TASK INSTRUCTIONS
From the records below, take each line where the string "locked" shows up and copy it.

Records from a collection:
- - - -

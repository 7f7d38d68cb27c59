mod common;

use async_trait::async_trait;
use common::*;
use serde_json::json;
use std::sync::Arc;
use tokio_stream::StreamExt;
use txflow_account::{LocalTransactionSigner, SigningError, TransactionSigner, Wallet};
use txflow_core::{MethodError, ModuleOptions, TransactionEvent};
use txflow_types::{PrivateKey, SignedTransaction, TransactionRequest, U256};

struct RejectingSigner;

#[async_trait]
impl TransactionSigner for RejectingSigner {
	async fn sign(
		&self,
		_request: &TransactionRequest,
		_private_key: Option<&PrivateKey>,
	) -> Result<SignedTransaction, SigningError> {
		Err(SigningError::Failed("hardware wallet locked".to_string()))
	}
}

#[tokio::test]
async fn test_node_managed_sends_transaction() {
	let transport = MockTransport::new();
	let subscriptions = MockSubscriptions::new();
	let module = Arc::new(module(&transport, &subscriptions, options(0, 50)));
	transport.respond("eth_getTransactionReceipt", receipt_json(1, 21000));

	let pending = send_transaction(&module, transfer_from(foreign_address()))
		.await
		.unwrap();
	subscriptions.next_feed().await.push(17).await;
	pending.await.unwrap();

	assert_eq!(transport.count("eth_sendTransaction"), 1);
	assert_eq!(transport.count("eth_sendRawTransaction"), 0);
	assert_eq!(transport.count("eth_chainId"), 0);
	assert_eq!(transport.count("eth_getTransactionCount"), 0);

	let sent = &transport.params("eth_sendTransaction")[0][0];
	assert_eq!(sent["from"], json!(foreign_address()));
	assert_eq!(sent["gasPrice"], json!("0x3b9aca00"));
	assert_eq!(sent["gas"], json!("0x5208"));
	assert!(sent.get("nonce").is_none());
}

#[tokio::test]
async fn test_external_signer_looks_up_chain_id_and_nonce_once() {
	let transport = MockTransport::new();
	let subscriptions = MockSubscriptions::new();
	let signer = Arc::new(RecordingSigner::observing(&transport));
	let module = Arc::new(
		module(&transport, &subscriptions, options(0, 50)).with_signer(signer.clone()),
	);
	transport.respond("eth_getTransactionReceipt", receipt_json(1, 21000));

	let pending = send_transaction(&module, transfer_from(foreign_address()))
		.await
		.unwrap();
	subscriptions.next_feed().await.push(17).await;
	pending.await.unwrap();

	// both lookups finish before signing, nothing is broadcast earlier
	let at_sign = signer.node_calls_at_sign.lock().unwrap().clone();
	assert_eq!(at_sign.len(), 1);
	assert!(at_sign[0].contains(&"eth_chainId".to_string()));
	assert!(at_sign[0].contains(&"eth_getTransactionCount".to_string()));
	assert!(!at_sign[0].contains(&"eth_sendRawTransaction".to_string()));

	assert_eq!(transport.count("eth_chainId"), 1);
	assert_eq!(
		transport.params("eth_getTransactionCount"),
		vec![vec![json!(foreign_address()), json!("pending")]]
	);

	let signed = signer.signed.lock().unwrap().clone();
	assert_eq!(signed.len(), 1);
	assert_eq!(signed[0].chain_id, Some(1337));
	assert_eq!(signed[0].nonce, Some(7));
	assert_eq!(signed[0].gas_price, Some(1_000_000_000));
	assert_eq!(*signer.keys_seen.lock().unwrap(), vec![false]);

	assert_eq!(transport.count("eth_sendTransaction"), 0);
	assert_eq!(
		transport.params("eth_sendRawTransaction"),
		vec![vec![json!("0xdeadbeef")]]
	);
}

#[tokio::test]
async fn test_wallet_account_signs_locally() {
	let transport = MockTransport::new();
	let subscriptions = MockSubscriptions::new();
	let wallet = Wallet::from_private_keys([PrivateKey::from(WALLET_KEY)]).unwrap();
	let signer = Arc::new(RecordingSigner::default());
	let module = Arc::new(
		module(&transport, &subscriptions, options(0, 50))
			.with_wallet(wallet)
			.with_signer(signer.clone()),
	);
	transport.respond("eth_getTransactionReceipt", receipt_json(1, 21000));

	let mut request = transfer_from(wallet_address());
	request["gasPrice"] = json!("0x1");
	let mut pending = send_transaction(&module, request).await.unwrap();
	let mut events = pending.events();

	assert_eq!(events.next().await, Some(TransactionEvent::TransactionHash(tx_hash())));
	let submitted = pending.submitted().unwrap();
	subscriptions.next_feed().await.push(17).await;
	pending.await.unwrap();

	let expected_request = TransactionRequest::new(wallet_address())
		.to(RECIPIENT.parse().unwrap())
		.value(U256::from(1_000_000_000_000_000_000u128))
		.gas(21000)
		.gas_price(1)
		.chain_id(1337)
		.nonce(7);
	let expected = LocalTransactionSigner
		.sign_with_key(&expected_request, &PrivateKey::from(WALLET_KEY))
		.unwrap();

	assert_eq!(submitted.hash, tx_hash());
	assert_eq!(submitted.request, Some(expected_request));
	assert_eq!(
		transport.params("eth_sendRawTransaction"),
		vec![vec![json!(expected.raw_transaction)]]
	);
	// wallet keys take priority over the external signer
	assert!(signer.signed.lock().unwrap().is_empty());
	assert_eq!(transport.count("eth_gasPrice"), 0);
}

#[tokio::test]
async fn test_explicit_zero_nonce_skips_lookup() {
	let transport = MockTransport::new();
	let subscriptions = MockSubscriptions::new();
	let signer = Arc::new(RecordingSigner::default());
	let module = Arc::new(
		module(&transport, &subscriptions, options(0, 50)).with_signer(signer.clone()),
	);
	transport.respond("eth_getTransactionReceipt", receipt_json(1, 21000));

	let mut request = transfer_from(foreign_address());
	request["nonce"] = json!("0x0");
	request["chainId"] = json!("0x1");
	let pending = send_transaction(&module, request).await.unwrap();
	subscriptions.next_feed().await.push(17).await;
	pending.await.unwrap();

	assert_eq!(transport.count("eth_getTransactionCount"), 0);
	assert_eq!(transport.count("eth_chainId"), 0);
	let signed = signer.signed.lock().unwrap().clone();
	assert_eq!(signed[0].nonce, Some(0));
	assert_eq!(signed[0].chain_id, Some(1));
}

#[tokio::test]
async fn test_preset_gas_price_is_not_fetched() {
	let transport = MockTransport::new();
	let subscriptions = MockSubscriptions::new();
	let module = Arc::new(module(&transport, &subscriptions, options(0, 50)));
	transport.respond("eth_getTransactionReceipt", receipt_json(1, 21000));

	let mut request = transfer_from(foreign_address());
	request["gasPrice"] = json!("0x2540be400");
	let pending = send_transaction(&module, request).await.unwrap();
	subscriptions.next_feed().await.push(17).await;
	pending.await.unwrap();

	assert_eq!(transport.count("eth_gasPrice"), 0);
	assert_eq!(
		transport.params("eth_sendTransaction")[0][0]["gasPrice"],
		json!("0x2540be400")
	);
}

#[tokio::test]
async fn test_module_defaults_fill_request() {
	let transport = MockTransport::new();
	let subscriptions = MockSubscriptions::new();
	let options = ModuleOptions {
		default_account: Some(foreign_address()),
		default_gas: Some(50_000),
		default_gas_price: Some(7),
		..options(0, 50)
	};
	let module = Arc::new(module(&transport, &subscriptions, options));
	transport.respond("eth_getTransactionReceipt", receipt_json(1, 21000));

	let pending = send_transaction(&module, json!({ "to": RECIPIENT }))
		.await
		.unwrap();
	subscriptions.next_feed().await.push(17).await;
	pending.await.unwrap();

	let sent = &transport.params("eth_sendTransaction")[0][0];
	assert_eq!(sent["from"], json!(foreign_address()));
	assert_eq!(sent["gas"], json!("0xc350"));
	assert_eq!(sent["gasPrice"], json!("0x7"));
	assert_eq!(transport.count("eth_gasPrice"), 0);
}

#[tokio::test]
async fn test_missing_from_fails_synchronously() {
	let transport = MockTransport::new();
	let subscriptions = MockSubscriptions::new();
	let module = Arc::new(module(&transport, &subscriptions, options(0, 50)));

	let result = send_transaction(&module, json!({ "to": RECIPIENT })).await;
	assert_eq!(result.err(), Some(MethodError::MissingField("from")));
	assert!(transport.calls().is_empty());
}

#[tokio::test]
async fn test_local_signing_without_gas_fails_synchronously() {
	let transport = MockTransport::new();
	let subscriptions = MockSubscriptions::new();
	let signer = Arc::new(RecordingSigner::default());
	let module = Arc::new(
		module(&transport, &subscriptions, options(0, 50)).with_signer(signer.clone()),
	);

	let request = json!({ "from": foreign_address(), "to": RECIPIENT });
	let result = send_transaction(&module, request).await;
	assert_eq!(result.err(), Some(MethodError::MissingField("gas")));
	assert!(transport.calls().is_empty());
	assert!(signer.signed.lock().unwrap().is_empty());
}

#[tokio::test]
async fn test_malformed_request_is_rejected() {
	let transport = MockTransport::new();
	let subscriptions = MockSubscriptions::new();
	let module = Arc::new(module(&transport, &subscriptions, options(0, 50)));

	let result = send_transaction(&module, json!({ "from": "not-an-address" })).await;
	assert!(matches!(result, Err(MethodError::InvalidParameters(_))));
}

#[tokio::test]
async fn test_signing_failure_is_delivered_through_handle() {
	let transport = MockTransport::new();
	let subscriptions = MockSubscriptions::new();
	let module = Arc::new(
		module(&transport, &subscriptions, options(0, 50)).with_signer(Arc::new(RejectingSigner)),
	);

	let mut pending = send_transaction(&module, transfer_from(foreign_address()))
		.await
		.unwrap();
	let events = pending.events();
	let err = pending.await.unwrap_err();

	assert_eq!(
		err,
		MethodError::Signing(SigningError::Failed("hardware wallet locked".to_string()))
	);
	let events: Vec<_> = events.collect().await;
	assert_eq!(events, vec![TransactionEvent::Error(err)]);
	assert_eq!(transport.count("eth_sendRawTransaction"), 0);
}

/// Sends through an external signer and expects `expected` as the only
/// outcome, with nothing signed or broadcast.
async fn assert_fails_before_signing(
	transport: Arc<MockTransport>,
	expected: impl Fn(&MethodError) -> bool,
) {
	let subscriptions = MockSubscriptions::new();
	let signer = Arc::new(RecordingSigner::default());
	let module = Arc::new(
		module(&transport, &subscriptions, options(0, 50)).with_signer(signer.clone()),
	);

	let mut pending = send_transaction(&module, transfer_from(foreign_address()))
		.await
		.unwrap();
	let events = pending.events();
	let err = pending.await.unwrap_err();

	assert!(expected(&err), "unexpected error {:?}", err);
	let events: Vec<_> = events.collect().await;
	assert_eq!(events, vec![TransactionEvent::Error(err)]);
	assert!(signer.signed.lock().unwrap().is_empty());
	assert_eq!(transport.count("eth_sendRawTransaction"), 0);
	assert!(subscriptions.unsubscribed().is_empty());
}

#[tokio::test]
async fn test_gas_price_lookup_failure_is_delivered_through_handle() {
	let transport = MockTransport::new();
	transport.fail(
		"eth_gasPrice",
		txflow_transport::RpcError::new(-32000, "gas oracle unavailable"),
	);

	assert_fails_before_signing(transport.clone(), |err| {
		matches!(err, MethodError::Rpc(e) if e.message == "gas oracle unavailable")
	})
	.await;
	assert_eq!(transport.count("eth_chainId"), 0);
}

#[tokio::test]
async fn test_chain_id_lookup_failure_is_delivered_through_handle() {
	let transport = MockTransport::new();
	transport.fail(
		"eth_chainId",
		txflow_transport::RpcError::new(-32603, "chain id unavailable"),
	);

	assert_fails_before_signing(transport.clone(), |err| {
		matches!(err, MethodError::Rpc(e) if e.message == "chain id unavailable")
	})
	.await;
	assert_eq!(transport.count("eth_getTransactionCount"), 0);
}

#[tokio::test]
async fn test_nonce_lookup_failure_is_delivered_through_handle() {
	let transport = MockTransport::new();
	transport.fail(
		"eth_getTransactionCount",
		txflow_transport::RpcError::new(-32603, "header not found"),
	);

	assert_fails_before_signing(transport.clone(), |err| {
		matches!(err, MethodError::Rpc(e) if e.message == "header not found")
	})
	.await;
	assert_eq!(transport.count("eth_chainId"), 1);
}

#[tokio::test]
async fn test_malformed_chain_id_is_decode_error() {
	let transport = MockTransport::new();
	transport.respond("eth_chainId", json!("not-hex"));

	assert_fails_before_signing(transport, |err| matches!(err, MethodError::Decode(_))).await;
}

#[tokio::test]
async fn test_cancel_during_gas_price_lookup_prevents_send() {
	let transport = MockTransport::new();
	let subscriptions = MockSubscriptions::new();
	let signer = Arc::new(RecordingSigner::default());
	let module = Arc::new(
		module(&transport, &subscriptions, options(0, 50)).with_signer(signer.clone()),
	);
	let gas_price = transport.hold("eth_gasPrice");

	let mut pending = send_transaction(&module, transfer_from(foreign_address()))
		.await
		.unwrap();
	let events = pending.events();
	pending.cancel();
	gas_price.notify_one();

	assert_eq!(pending.await, Err(MethodError::Cancelled));
	let events: Vec<_> = events.collect().await;
	assert_eq!(events, vec![TransactionEvent::Error(MethodError::Cancelled)]);
	assert!(signer.signed.lock().unwrap().is_empty());
	assert_eq!(transport.count("eth_sendRawTransaction"), 0);
}

#[tokio::test]
async fn test_cancel_during_nonce_lookup_prevents_broadcast() {
	let transport = MockTransport::new();
	let subscriptions = MockSubscriptions::new();
	let signer = Arc::new(RecordingSigner::default());
	let module = Arc::new(
		module(&transport, &subscriptions, options(0, 50)).with_signer(signer.clone()),
	);
	let nonce = transport.hold("eth_getTransactionCount");

	let mut pending = send_transaction(&module, transfer_from(foreign_address()))
		.await
		.unwrap();
	let events = pending.events();
	while transport.count("eth_getTransactionCount") == 0 {
		tokio::task::yield_now().await;
	}
	pending.cancel();
	nonce.notify_one();

	assert_eq!(pending.await, Err(MethodError::Cancelled));
	let events: Vec<_> = events.collect().await;
	assert_eq!(events, vec![TransactionEvent::Error(MethodError::Cancelled)]);
	assert_eq!(transport.count("eth_sendRawTransaction"), 0);
	assert!(subscriptions.unsubscribed().is_empty());
}

#[tokio::test]
async fn test_rejected_submission_opens_no_subscription() {
	let transport = MockTransport::new();
	let subscriptions = MockSubscriptions::new();
	// queued ahead of the default success answer
	transport.fail(
		"eth_sendTransaction",
		txflow_transport::RpcError::new(-32000, "insufficient funds"),
	);
	let module = Arc::new(module(&transport, &subscriptions, options(0, 50)));

	let mut pending = send_transaction(&module, transfer_from(foreign_address()))
		.await
		.unwrap();
	let events = pending.events();
	let err = pending.await.unwrap_err();

	assert!(matches!(err, MethodError::Rpc(ref e) if e.message == "insufficient funds"));
	let events: Vec<_> = events.collect().await;
	assert_eq!(events, vec![TransactionEvent::Error(err)]);
	assert_eq!(transport.count("eth_getTransactionReceipt"), 0);
	assert!(subscriptions.unsubscribed().is_empty());
}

- - - -

REPLY TO THE EXERCISE
		Err(SigningError::Failed("hardware wallet locked".to_string()))
		MethodError::Signing(SigningError::Failed("hardware wallet locked".to_string()))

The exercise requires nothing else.